» ASSIGNED TASK: In full and without alteration, write out the lines below.

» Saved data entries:
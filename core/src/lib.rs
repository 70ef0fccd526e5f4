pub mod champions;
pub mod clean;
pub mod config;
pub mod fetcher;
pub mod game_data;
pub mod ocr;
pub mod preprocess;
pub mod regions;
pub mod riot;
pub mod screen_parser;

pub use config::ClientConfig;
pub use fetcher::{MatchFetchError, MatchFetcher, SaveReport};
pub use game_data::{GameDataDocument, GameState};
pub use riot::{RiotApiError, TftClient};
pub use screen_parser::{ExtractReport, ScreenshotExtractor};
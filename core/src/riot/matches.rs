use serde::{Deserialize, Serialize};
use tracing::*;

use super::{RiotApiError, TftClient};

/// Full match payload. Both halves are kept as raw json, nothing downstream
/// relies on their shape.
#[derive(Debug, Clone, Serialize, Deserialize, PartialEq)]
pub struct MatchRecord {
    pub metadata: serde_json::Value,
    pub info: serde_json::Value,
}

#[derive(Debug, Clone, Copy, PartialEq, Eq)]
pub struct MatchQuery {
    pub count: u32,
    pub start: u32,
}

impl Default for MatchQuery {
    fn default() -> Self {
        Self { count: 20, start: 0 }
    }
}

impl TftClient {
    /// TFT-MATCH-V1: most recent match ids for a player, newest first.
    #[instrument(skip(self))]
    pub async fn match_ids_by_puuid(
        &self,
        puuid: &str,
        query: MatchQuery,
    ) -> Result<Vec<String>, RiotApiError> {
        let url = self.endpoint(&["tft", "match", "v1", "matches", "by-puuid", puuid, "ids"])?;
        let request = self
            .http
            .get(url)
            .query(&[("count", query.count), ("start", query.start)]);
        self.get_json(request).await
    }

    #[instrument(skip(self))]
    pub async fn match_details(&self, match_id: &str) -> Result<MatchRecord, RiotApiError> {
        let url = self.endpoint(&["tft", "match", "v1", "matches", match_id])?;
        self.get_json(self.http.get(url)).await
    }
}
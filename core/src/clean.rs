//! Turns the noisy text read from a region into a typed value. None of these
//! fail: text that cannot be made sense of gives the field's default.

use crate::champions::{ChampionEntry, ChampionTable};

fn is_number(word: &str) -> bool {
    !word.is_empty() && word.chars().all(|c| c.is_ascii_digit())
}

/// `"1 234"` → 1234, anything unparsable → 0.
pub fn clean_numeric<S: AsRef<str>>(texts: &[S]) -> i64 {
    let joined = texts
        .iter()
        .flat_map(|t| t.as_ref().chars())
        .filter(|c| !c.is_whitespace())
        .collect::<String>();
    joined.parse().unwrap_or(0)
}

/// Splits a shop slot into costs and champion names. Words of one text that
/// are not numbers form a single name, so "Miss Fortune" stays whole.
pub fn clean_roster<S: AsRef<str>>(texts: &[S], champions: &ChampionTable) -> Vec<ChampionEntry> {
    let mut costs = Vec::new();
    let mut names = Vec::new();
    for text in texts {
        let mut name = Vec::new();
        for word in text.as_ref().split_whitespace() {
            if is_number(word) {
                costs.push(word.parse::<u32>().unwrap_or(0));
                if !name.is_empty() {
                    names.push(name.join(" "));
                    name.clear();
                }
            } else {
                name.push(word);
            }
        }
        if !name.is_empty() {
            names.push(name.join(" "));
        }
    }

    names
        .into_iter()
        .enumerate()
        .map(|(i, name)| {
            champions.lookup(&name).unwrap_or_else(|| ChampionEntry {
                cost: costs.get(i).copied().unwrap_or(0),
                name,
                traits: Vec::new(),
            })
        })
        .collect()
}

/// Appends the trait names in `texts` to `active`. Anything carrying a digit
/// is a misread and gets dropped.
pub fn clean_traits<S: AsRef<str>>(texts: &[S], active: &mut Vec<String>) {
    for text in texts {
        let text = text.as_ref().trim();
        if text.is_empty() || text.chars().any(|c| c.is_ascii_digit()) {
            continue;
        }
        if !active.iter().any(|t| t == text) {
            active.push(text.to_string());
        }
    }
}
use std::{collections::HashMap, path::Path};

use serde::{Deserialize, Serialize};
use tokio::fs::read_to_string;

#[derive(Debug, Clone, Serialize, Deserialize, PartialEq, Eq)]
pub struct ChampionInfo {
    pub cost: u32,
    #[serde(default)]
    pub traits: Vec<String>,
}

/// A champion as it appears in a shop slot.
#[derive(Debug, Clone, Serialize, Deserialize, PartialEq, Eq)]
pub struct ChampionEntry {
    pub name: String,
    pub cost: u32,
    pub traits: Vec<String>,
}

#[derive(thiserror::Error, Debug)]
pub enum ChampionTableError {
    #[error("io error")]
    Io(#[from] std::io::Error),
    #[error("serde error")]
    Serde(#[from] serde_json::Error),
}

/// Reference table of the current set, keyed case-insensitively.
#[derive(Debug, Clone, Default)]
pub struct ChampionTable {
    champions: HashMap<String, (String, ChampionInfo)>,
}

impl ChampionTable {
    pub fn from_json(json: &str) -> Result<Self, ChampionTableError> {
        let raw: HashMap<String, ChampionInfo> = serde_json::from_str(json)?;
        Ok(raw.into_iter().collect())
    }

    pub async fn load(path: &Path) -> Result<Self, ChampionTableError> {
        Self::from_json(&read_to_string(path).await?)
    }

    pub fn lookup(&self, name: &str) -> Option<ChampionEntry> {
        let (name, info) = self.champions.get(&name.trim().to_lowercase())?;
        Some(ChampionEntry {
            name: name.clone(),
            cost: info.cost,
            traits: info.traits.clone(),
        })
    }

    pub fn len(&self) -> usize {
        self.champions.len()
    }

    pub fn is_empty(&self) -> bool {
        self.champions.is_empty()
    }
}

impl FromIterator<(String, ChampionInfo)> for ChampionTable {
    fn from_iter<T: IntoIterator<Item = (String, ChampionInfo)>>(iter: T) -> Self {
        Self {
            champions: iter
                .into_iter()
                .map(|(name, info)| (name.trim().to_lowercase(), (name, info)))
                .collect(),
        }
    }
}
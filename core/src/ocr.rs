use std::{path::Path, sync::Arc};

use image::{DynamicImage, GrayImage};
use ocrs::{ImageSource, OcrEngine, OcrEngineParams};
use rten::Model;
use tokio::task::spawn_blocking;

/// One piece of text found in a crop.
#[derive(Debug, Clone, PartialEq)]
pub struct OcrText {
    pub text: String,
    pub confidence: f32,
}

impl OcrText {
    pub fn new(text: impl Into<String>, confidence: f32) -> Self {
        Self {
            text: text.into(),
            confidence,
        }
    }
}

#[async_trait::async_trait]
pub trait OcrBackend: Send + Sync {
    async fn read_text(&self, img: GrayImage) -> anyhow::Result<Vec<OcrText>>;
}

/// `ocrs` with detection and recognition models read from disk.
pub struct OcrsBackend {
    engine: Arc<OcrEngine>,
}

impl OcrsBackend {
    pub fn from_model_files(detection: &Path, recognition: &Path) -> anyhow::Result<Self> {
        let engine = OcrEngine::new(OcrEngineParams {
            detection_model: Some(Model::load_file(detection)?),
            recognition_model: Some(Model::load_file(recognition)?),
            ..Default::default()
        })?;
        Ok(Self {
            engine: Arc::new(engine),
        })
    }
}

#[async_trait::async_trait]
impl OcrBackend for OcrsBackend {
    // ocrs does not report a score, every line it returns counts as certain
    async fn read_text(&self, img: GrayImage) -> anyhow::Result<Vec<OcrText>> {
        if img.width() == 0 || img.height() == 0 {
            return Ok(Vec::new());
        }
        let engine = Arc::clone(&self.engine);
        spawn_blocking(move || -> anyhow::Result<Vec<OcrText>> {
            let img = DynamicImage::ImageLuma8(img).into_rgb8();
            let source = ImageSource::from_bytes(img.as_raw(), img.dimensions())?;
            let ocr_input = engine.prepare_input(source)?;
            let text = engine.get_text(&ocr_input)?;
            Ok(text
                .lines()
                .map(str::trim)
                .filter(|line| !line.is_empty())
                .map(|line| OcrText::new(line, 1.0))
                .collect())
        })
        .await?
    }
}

» YOUR RESPONSE:
filename core/src/lib.rs
repository 70ef0fccd526e5f4
pub mod champions;
pub mod clean;
pub mod config;
pub mod fetcher;
pub mod game_data;
pub mod ocr;
pub mod preprocess;
pub mod regions;
pub mod riot;
pub mod screen_parser;

pub use config::ClientConfig;
pub use fetcher::{MatchFetchError, MatchFetcher, SaveReport};
pub use game_data::{GameDataDocument, GameState};
pub use riot::{RiotApiError, TftClient};
pub use screen_parser::{ExtractReport, ScreenshotExtractor};
filename core/src/riot/matches.rs
use serde::{Deserialize, Serialize};
use tracing::*;

use super::{RiotApiError, TftClient};

/// Full match payload. Both halves are kept as raw json, nothing downstream
/// relies on their shape.
#[derive(Debug, Clone, Serialize, Deserialize, PartialEq)]
pub struct MatchRecord {
    pub metadata: serde_json::Value,
    pub info: serde_json::Value,
}

#[derive(Debug, Clone, Copy, PartialEq, Eq)]
pub struct MatchQuery {
    pub count: u32,
    pub start: u32,
}

impl Default for MatchQuery {
    fn default() -> Self {
        Self { count: 20, start: 0 }
    }
}

impl TftClient {
    /// TFT-MATCH-V1: most recent match ids for a player, newest first.
    #[instrument(skip(self))]
    pub async fn match_ids_by_puuid(
        &self,
        puuid: &str,
        query: MatchQuery,
    ) -> Result<Vec<String>, RiotApiError> {
        let url = self.endpoint(&["tft", "match", "v1", "matches", "by-puuid", puuid, "ids"])?;
        let request = self
            .http
            .get(url)
            .query(&[("count", query.count), ("start", query.start)]);
        self.get_json(request).await
    }

    #[instrument(skip(self))]
    pub async fn match_details(&self, match_id: &str) -> Result<MatchRecord, RiotApiError> {
        let url = self.endpoint(&["tft", "match", "v1", "matches", match_id])?;
        self.get_json(self.http.get(url)).await
    }
}
filename core/src/clean.rs
//! Turns the noisy text read from a region into a typed value. None of these
//! fail: text that cannot be made sense of gives the field's default.

use crate::champions::{ChampionEntry, ChampionTable};

fn is_number(word: &str) -> bool {
    !word.is_empty() && word.chars().all(|c| c.is_ascii_digit())
}

/// `"1 234"` → 1234, anything unparsable → 0.
pub fn clean_numeric<S: AsRef<str>>(texts: &[S]) -> i64 {
    let joined = texts
        .iter()
        .flat_map(|t| t.as_ref().chars())
        .filter(|c| !c.is_whitespace())
        .collect::<String>();
    joined.parse().unwrap_or(0)
}

/// Splits a shop slot into costs and champion names. Words of one text that
/// are not numbers form a single name, so "Miss Fortune" stays whole.
pub fn clean_roster<S: AsRef<str>>(texts: &[S], champions: &ChampionTable) -> Vec<ChampionEntry> {
    let mut costs = Vec::new();
    let mut names = Vec::new();
    for text in texts {
        let mut name = Vec::new();
        for word in text.as_ref().split_whitespace() {
            if is_number(word) {
                costs.push(word.parse::<u32>().unwrap_or(0));
                if !name.is_empty() {
                    names.push(name.join(" "));
                    name.clear();
                }
            } else {
                name.push(word);
            }
        }
        if !name.is_empty() {
            names.push(name.join(" "));
        }
    }

    names
        .into_iter()
        .enumerate()
        .map(|(i, name)| {
            champions.lookup(&name).unwrap_or_else(|| ChampionEntry {
                cost: costs.get(i).copied().unwrap_or(0),
                name,
                traits: Vec::new(),
            })
        })
        .collect()
}

/// Appends the trait names in `texts` to `active`. Anything carrying a digit
/// is a misread and gets dropped.
pub fn clean_traits<S: AsRef<str>>(texts: &[S], active: &mut Vec<String>) {
    for text in texts {
        let text = text.as_ref().trim();
        if text.is_empty() || text.chars().any(|c| c.is_ascii_digit()) {
            continue;
        }
        if !active.iter().any(|t| t == text) {
            active.push(text.to_string());
        }
    }
}
use std::{collections::HashMap, path::Path};

use serde::{Deserialize, Serialize};
use tokio::fs::read_to_string;

#[derive(Debug, Clone, Serialize, Deserialize, PartialEq, Eq)]
pub struct ChampionInfo {
    pub cost: u32,
    #[serde(default)]
    pub traits: Vec<String>,
}

/// A champion as it appears in a shop slot.
#[derive(Debug, Clone, Serialize, Deserialize, PartialEq, Eq)]
pub struct ChampionEntry {
    pub name: String,
    pub cost: u32,
    pub traits: Vec<String>,
}

#[derive(thiserror::Error, Debug)]
pub enum ChampionTableError {
    #[error("io error")]
    Io(#[from] std::io::Error),
    #[error("serde error")]
    Serde(#[from] serde_json::Error),
}

/// Reference table of the current set, keyed case-insensitively.
#[derive(Debug, Clone, Default)]
pub struct ChampionTable {
    champions: HashMap<String, (String, ChampionInfo)>,
}

impl ChampionTable {
    pub fn from_json(json: &str) -> Result<Self, ChampionTableError> {
        let raw: HashMap<String, ChampionInfo> = serde_json::from_str(json)?;
        Ok(raw.into_iter().collect())
    }

    pub async fn load(path: &Path) -> Result<Self, ChampionTableError> {
        Self::from_json(&read_to_string(path).await?)
    }

    pub fn lookup(&self, name: &str) -> Option<ChampionEntry> {
        let (name, info) = self.champions.get(&name.trim().to_lowercase())?;
        Some(ChampionEntry {
            name: name.clone(),
            cost: info.cost,
            traits: info.traits.clone(),
        })
    }

    pub fn len(&self) -> usize {
        self.champions.len()
    }

    pub fn is_empty(&self) -> bool {
        self.champions.is_empty()
    }
}

impl FromIterator<(String, ChampionInfo)> for ChampionTable {
    fn from_iter<T: IntoIterator<Item = (String, ChampionInfo)>>(iter: T) -> Self {
        Self {
            champions: iter
                .into_iter()
                .map(|(name, info)| (name.trim().to_lowercase(), (name, info)))
                .collect(),
        }
    }
}
filename core/src/ocr.rs
use std::{path::Path, sync::Arc};

use image::{DynamicImage, GrayImage};
use ocrs::{ImageSource, OcrEngine, OcrEngineParams};
use rten::Model;
use tokio::task::spawn_blocking;

/// One piece of text found in a crop.
#[derive(Debug, Clone, PartialEq)]
pub struct OcrText {
    pub text: String,
    pub confidence: f32,
}

impl OcrText {
    pub fn new(text: impl Into<String>, confidence: f32) -> Self {
        Self {
            text: text.into(),
            confidence,
        }
    }
}

#[async_trait::async_trait]
pub trait OcrBackend: Send + Sync {
    async fn read_text(&self, img: GrayImage) -> anyhow::Result<Vec<OcrText>>;
}

/// `ocrs` with detection and recognition models read from disk.
pub struct OcrsBackend {
    engine: Arc<OcrEngine>,
}

impl OcrsBackend {
    pub fn from_model_files(detection: &Path, recognition: &Path) -> anyhow::Result<Self> {
        let engine = OcrEngine::new(OcrEngineParams {
            detection_model: Some(Model::load_file(detection)?),
            recognition_model: Some(Model::load_file(recognition)?),
            ..Default::default()
        })?;
        Ok(Self {
            engine: Arc::new(engine),
        })
    }
}

#[async_trait::async_trait]
impl OcrBackend for OcrsBackend {
    // ocrs does not report a score, every line it returns counts as certain
    async fn read_text(&self, img: GrayImage) -> anyhow::Result<Vec<OcrText>> {
        if img.width() == 0 || img.height() == 0 {
            return Ok(Vec::new());
        }
        let engine = Arc::clone(&self.engine);
        spawn_blocking(move || -> anyhow::Result<Vec<OcrText>> {
            let img = DynamicImage::ImageLuma8(img).into_rgb8();
            let source = ImageSource::from_bytes(img.as_raw(), img.dimensions())?;
            let ocr_input = engine.prepare_input(source)?;
            let text = engine.get_text(&ocr_input)?;
            Ok(text
                .lines()
                .map(str::trim)
                .filter(|line| !line.is_empty())
                .map(|line| OcrText::new(line, 1.0))
                .collect())
        })
        .await?
    }
}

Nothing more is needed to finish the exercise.